The Vikings defense tried to bait the Chicago Bears into scoring a touchdown. The Bears refused, even with the red carpet rolled out for them. That singular moment brought comic relief to a weird, nothing-to-gain game inside U.S. Bank Stadium on Sunday.
Leading by one point with a minute left in regulation and out of timeouts, the Vikings attempted to let running back David Montgomery score on a short touchdown run because the Bears were in chip-shot field goal range. It was their only shot. That, or hope the Bears turned a gimme kick into another double-doink miss.

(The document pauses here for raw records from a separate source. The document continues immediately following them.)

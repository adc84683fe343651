//! Python FFI bindings via PyO3.
//!
//! Lets static-site build scripts sort and rank results tables before the page
//! is rendered.
//!
//! # Building the Python extension
//!
//! ```bash
//! pip install maturin
//! maturin develop --features python-ffi
//! ```
//!
//! # Usage
//!
//! ```python
//! from table_rank import TableRanker, normalize
//!
//! ranker = TableRanker(
//!     ["Method", "Success"],
//!     [["baseline", "30%"], ["ours", "42.5%"], ["prior", "-"]],
//! )
//! ranker.activate_header(1)      # "asc"
//! ranker.settle()
//! print(ranker.labels())         # ['prior', 'baseline', 'ours']
//! print(ranker.rank_classes(1))  # [None, 'rank-2', 'rank-1']
//! print(normalize("42.5%"))      # 42.5
//! ```

use pyo3::exceptions::PyValueError;
use pyo3::prelude::*;

use crate::config::RankConfig;
use crate::error::TableError;
use crate::ranker::TableRanker as RustTableRanker;
use crate::sort::SortDirection;
use crate::table::{RowId, Table};
use crate::value::{normalize as rust_normalize, NormalizedValue};

fn to_py_err(e: TableError) -> PyErr {
    PyValueError::new_err(e.to_string())
}

fn direction_name(d: SortDirection) -> &'static str {
    match d {
        SortDirection::Ascending => "asc",
        SortDirection::Descending => "desc",
    }
}

// ── normalize ────────────────────────────────────────────────────────────────

/// Normalize cell text: None for a missing cell, a float for a number, the
/// trimmed text otherwise.
#[pyfunction]
pub fn normalize(py: Python<'_>, text: &str) -> PyObject {
    match rust_normalize(text) {
        NormalizedValue::Missing => py.None(),
        NormalizedValue::Number(v) => v.into_py(py),
        NormalizedValue::Text(t) => t.into_py(py),
    }
}

// ── TableRanker ──────────────────────────────────────────────────────────────

/// Sortable, rank-highlighted results table.
///
/// Args:
///     headers:  header texts, label column first
///     rows:     one list of cell texts per row, same length as headers
///     max_rank: ranks past this value share it (1–8, default 8)
#[pyclass(name = "TableRanker")]
pub struct PyTableRanker {
    inner: RustTableRanker,
}

#[pymethods]
impl PyTableRanker {
    /// Build a ranker. Raises ValueError for ragged rows or a bad max_rank.
    #[new]
    #[pyo3(signature = (headers, rows, max_rank=8))]
    pub fn new(headers: Vec<String>, rows: Vec<Vec<String>>, max_rank: u8) -> PyResult<Self> {
        let table = Table::new(headers, rows).map_err(to_py_err)?;
        let config = RankConfig { max_rank, ..RankConfig::default() };
        let inner = RustTableRanker::new(table, config).map_err(to_py_err)?;
        Ok(Self { inner })
    }

    /// Click a header. Returns "asc" or "desc".
    pub fn activate_header(&mut self, column: usize) -> PyResult<&'static str> {
        self.inner
            .activate_header(column)
            .map(direction_name)
            .map_err(to_py_err)
    }

    /// Run the pending re-rank now.
    pub fn settle(&mut self) {
        self.inner.settle();
    }

    /// Load-time row indices in display order.
    pub fn order(&self) -> Vec<usize> {
        self.inner.table().order().into_iter().map(|r| r.0).collect()
    }

    /// Label-column texts in display order.
    pub fn labels(&self) -> Vec<String> {
        self.inner
            .table()
            .rows()
            .iter()
            .map(|r| r.label().to_owned())
            .collect()
    }

    /// Rank of the row loaded at index `row` in `column`, or None.
    pub fn rank_of(&self, row: usize, column: usize) -> PyResult<Option<u8>> {
        let rank = self.inner.rank_of(RowId(row), column).map_err(to_py_err)?;
        Ok(rank.map(|r| r.get()))
    }

    /// `rank-N` class per row of `column` in display order, None if unranked.
    pub fn rank_classes(&self, column: usize) -> PyResult<Vec<Option<&'static str>>> {
        let ranks = self.inner.ranks().map_err(to_py_err)?;
        Ok(self
            .inner
            .table()
            .rows()
            .iter()
            .map(|r| ranks.rank_of(r.id(), column).map(|k| k.class_name()))
            .collect())
    }

    /// Python repr string.
    pub fn __repr__(&self) -> String {
        let table = self.inner.table();
        format!(
            "TableRanker(columns={}, rows={})",
            table.column_count(),
            table.row_count()
        )
    }
}

// ── Module entry point ────────────────────────────────────────────────────────

/// Results-table sorting and ranking.
#[pymodule]
pub fn table_rank(m: &Bound<'_, PyModule>) -> PyResult<()> {
    m.add_class::<PyTableRanker>()?;
    m.add_function(wrap_pyfunction!(normalize, m)?)?;
    m.add("__version__", env!("CARGO_PKG_VERSION"))?;
    m.add("MAX_RANK", crate::config::DEFAULT_MAX_RANK)?;
    Ok(())
}
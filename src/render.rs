//! Presentation seam.
//!
//! The core never touches a document. A [`TableRanker`](crate::ranker::TableRanker)
//! pushes its derived state through [`RenderTarget`], and whatever owns the
//! real table (DOM bindings, a terminal widget, a static-site generator)
//! decides what a sort arrow or a `rank-3` marker looks like.
//!
//! [`MarkupTable`] is a plain in-memory target that records the applied
//! state as the class names a stylesheet would key on.

use alloc::string::String;
use alloc::vec;
use alloc::vec::Vec;

use hashbrown::HashMap;

use crate::rank::Rank;
use crate::sort::SortDirection;
use crate::table::{RowId, LABEL_COLUMN};

/// Receiver of derived table state.
pub trait RenderTarget {
    /// Show rows in this order.
    fn reorder_rows(&mut self, order: &[RowId]);

    /// Set or clear the sort arrow on a header.
    fn set_sort_indicator(&mut self, column: usize, direction: Option<SortDirection>);

    /// Remove every rank marker.
    fn clear_rank_markers(&mut self);

    /// Mark one cell with its rank.
    fn set_rank_marker(&mut self, row: RowId, column: usize, rank: Rank);

    /// Highlight a single row, or none.
    fn set_active_row(&mut self, row: Option<RowId>);

    /// Replace the displayed text of a data cell. Called for every data cell
    /// on each apply, so counter frames show up here.
    fn set_cell_text(&mut self, _row: RowId, _column: usize, _text: &str) {}
}

/// In-memory [`RenderTarget`] recording presentation state as class names.
#[derive(Clone, Debug, Default)]
pub struct MarkupTable {
    order: Vec<RowId>,
    indicators: Vec<Option<SortDirection>>,
    markers: HashMap<(RowId, usize), Rank>,
    active_row: Option<RowId>,
    texts: HashMap<(RowId, usize), String>,
}

impl MarkupTable {
    /// Target for a table with `columns` columns.
    pub fn new(columns: usize) -> Self {
        Self {
            indicators: vec![None; columns],
            ..Self::default()
        }
    }

    /// Row order last applied.
    pub fn order(&self) -> &[RowId] {
        &self.order
    }

    /// Rank marker on a cell.
    pub fn marker(&self, row: RowId, column: usize) -> Option<Rank> {
        self.markers.get(&(row, column)).copied()
    }

    /// Number of marked cells.
    pub fn marker_count(&self) -> usize {
        self.markers.len()
    }

    /// Active row last applied.
    pub fn active_row(&self) -> Option<RowId> {
        self.active_row
    }

    /// Text last applied to a cell.
    pub fn cell_text(&self, row: RowId, column: usize) -> Option<&str> {
        self.texts.get(&(row, column)).map(String::as_str)
    }

    /// Header classes: `sortable` on data columns plus the arrow class and
    /// `sort-indicator-animate` on the active one.
    pub fn header_classes(&self, column: usize) -> Vec<&'static str> {
        let mut classes = Vec::new();
        if column == LABEL_COLUMN || column >= self.indicators.len() {
            return classes;
        }
        classes.push("sortable");
        if let Some(dir) = self.indicators[column] {
            classes.push(dir.indicator_class());
            classes.push("sort-indicator-animate");
        }
        classes
    }

    /// Cell classes: the rank class when the cell is marked.
    pub fn cell_classes(&self, row: RowId, column: usize) -> Vec<&'static str> {
        self.marker(row, column).map(Rank::class_name).into_iter().collect()
    }
}

impl RenderTarget for MarkupTable {
    fn reorder_rows(&mut self, order: &[RowId]) {
        self.order.clear();
        self.order.extend_from_slice(order);
    }

    fn set_sort_indicator(&mut self, column: usize, direction: Option<SortDirection>) {
        if column >= self.indicators.len() {
            self.indicators.resize(column + 1, None);
        }
        self.indicators[column] = direction;
    }

    fn clear_rank_markers(&mut self) {
        self.markers.clear();
    }

    fn set_rank_marker(&mut self, row: RowId, column: usize, rank: Rank) {
        self.markers.insert((row, column), rank);
    }

    fn set_active_row(&mut self, row: Option<RowId>) {
        self.active_row = row;
    }

    fn set_cell_text(&mut self, row: RowId, column: usize, text: &str) {
        self.texts.insert((row, column), String::from(text));
    }
}
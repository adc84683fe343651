//! # Results-table walkthrough
//!
//! Loads a small embodied-navigation leaderboard, animates the score
//! counters in, then clicks through a few headers the way a reader would,
//! printing the table with its rank markers after each step.
//!
//! Run with `cargo run --example leaderboard`.

use table_rank::render::MarkupTable;
use table_rank::{RowId, Table, TableRanker};

// ── Data ─────────────────────────────────────────────────────────────────────

fn leaderboard() -> Table {
    Table::new(
        ["Method", "SR", "SPL", "Steps", "Setting"],
        [
            ["Random", "4.1%", "0.02", "500", "-"],
            ["Frontier", "33.7%", "0.15", "412", "classic"],
            ["VLFM", "52.5%", "0.30", "-", "zero-shot"],
            ["ESC", "39.2%", "0.22", "388", "zero-shot"],
            ["L3MVN", "50.4%", "0.23", "-", "trained"],
            ["Ours", "57.9%", "0.31", "301", "zero-shot"],
        ],
    )
    .expect("leaderboard rows match headers")
}

// ── Printing ─────────────────────────────────────────────────────────────────

fn print_table(title: &str, ranker: &TableRanker, target: &MarkupTable) {
    println!("▶  {}\n", title);
    let table = ranker.table();
    let header: Vec<String> = (0..table.column_count())
        .map(|c| {
            let arrow = match ranker.sort_state().direction(c).map(|d| d.indicator_class()) {
                Some("sort-asc") => " ▲",
                Some("sort-desc") => " ▼",
                _ => "",
            };
            format!("{}{}", table.headers()[c], arrow)
        })
        .collect();
    println!("  {}", header.iter().map(|h| format!("{:<14}", h)).collect::<String>());

    for &id in target.order() {
        let Some(row) = table.row(id) else { continue };
        let active = if target.active_row() == Some(id) { "*" } else { " " };
        let cells: String = row
            .cells()
            .iter()
            .enumerate()
            .map(|(c, text)| {
                let mark = target
                    .marker(id, c)
                    .map(|r| format!("[{}]", r.get()))
                    .unwrap_or_default();
                format!("{:<14}", format!("{} {}", text, mark))
            })
            .collect();
        println!(" {}{}", active, cells);
    }
    println!();
}

// ── Main ─────────────────────────────────────────────────────────────────────

fn main() {
    let mut ranker = TableRanker::from_table(leaderboard());
    let mut target = MarkupTable::new(ranker.table().column_count());
    ranker.apply(&mut target);

    let started = ranker.start_counters();
    let frame_ms = ranker.config().counter_frame_ms;
    let mut frames = 0;
    while ranker.counters_running() {
        frames += ranker.advance_counters(frame_ms).expect("counter cells exist").len();
        ranker.apply(&mut target);
    }
    ranker.settle();
    ranker.apply(&mut target);
    println!("{} counters animated in {} frames\n", started, frames);
    print_table("Initial load", &ranker, &target);

    ranker.activate_header(1).expect("SR is sortable");
    ranker.apply(&mut target);
    print_table("Click SR (re-rank pending, markers unchanged)", &ranker, &target);

    ranker.advance(ranker.config().rehighlight_delay_ms);
    ranker.apply(&mut target);
    print_table("SR ascending, after re-rank", &ranker, &target);

    ranker.activate_header(1).expect("SR is sortable");
    ranker.settle();
    ranker.select_row(RowId(5)).expect("row exists");
    ranker.apply(&mut target);
    print_table("SR descending, 'Ours' selected", &ranker, &target);

    ranker.activate_header(3).expect("Steps is sortable");
    ranker.settle();
    ranker.apply(&mut target);
    print_table("Steps ascending (SR arrow cleared)", &ranker, &target);

    match ranker.activate_header(0) {
        Err(e) => println!("Clicking the Method header: {}", e),
        Ok(_) => unreachable!("label column never sorts"),
    }
}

Alas, Montgomery played it smart. He took the handoff, saw what the Vikings were doing and countered. He stopped. Defenders stopped, and the two sides had a split-second stare-down until Montgomery fell to the ground.
"It's a testament to [Montgomery]," defensive end Stephen Weatherly said. "We tried to give him a freebie, hoping he was going to be selfish, pads his stats. But he's a team player and didn't fall for it."
That answer drew a chuckle inside the "losing" locker room. Technically, the Vikings lost 21-19, but the game was meaningless in terms of playoff positioning and the Vikings had the benefit of being able to rest their starters.
Week 17 of an NFL season serves as a gridiron version of getaway day. Some teams have incentive to win. Some teams rest players. And some teams already are mentally on the golf course. It's a mixed bag.
The Vikings were locked into the No. 6 seed in the NFC playoffs. Coach Mike Zimmer made the right strategic move in resting most of his starters, even though his offense looked woefully unprepared for the postseason in a prime-time loss to the Green Bay Packers a week ago.
Zimmer apparently wrestled with the decision because of how poorly his team played at home against the Packers. The temptation to remove that stench by playing starters in a meaningless finale had merit, but the risk of losing a key player — or players — to injury mandated a cautious approach.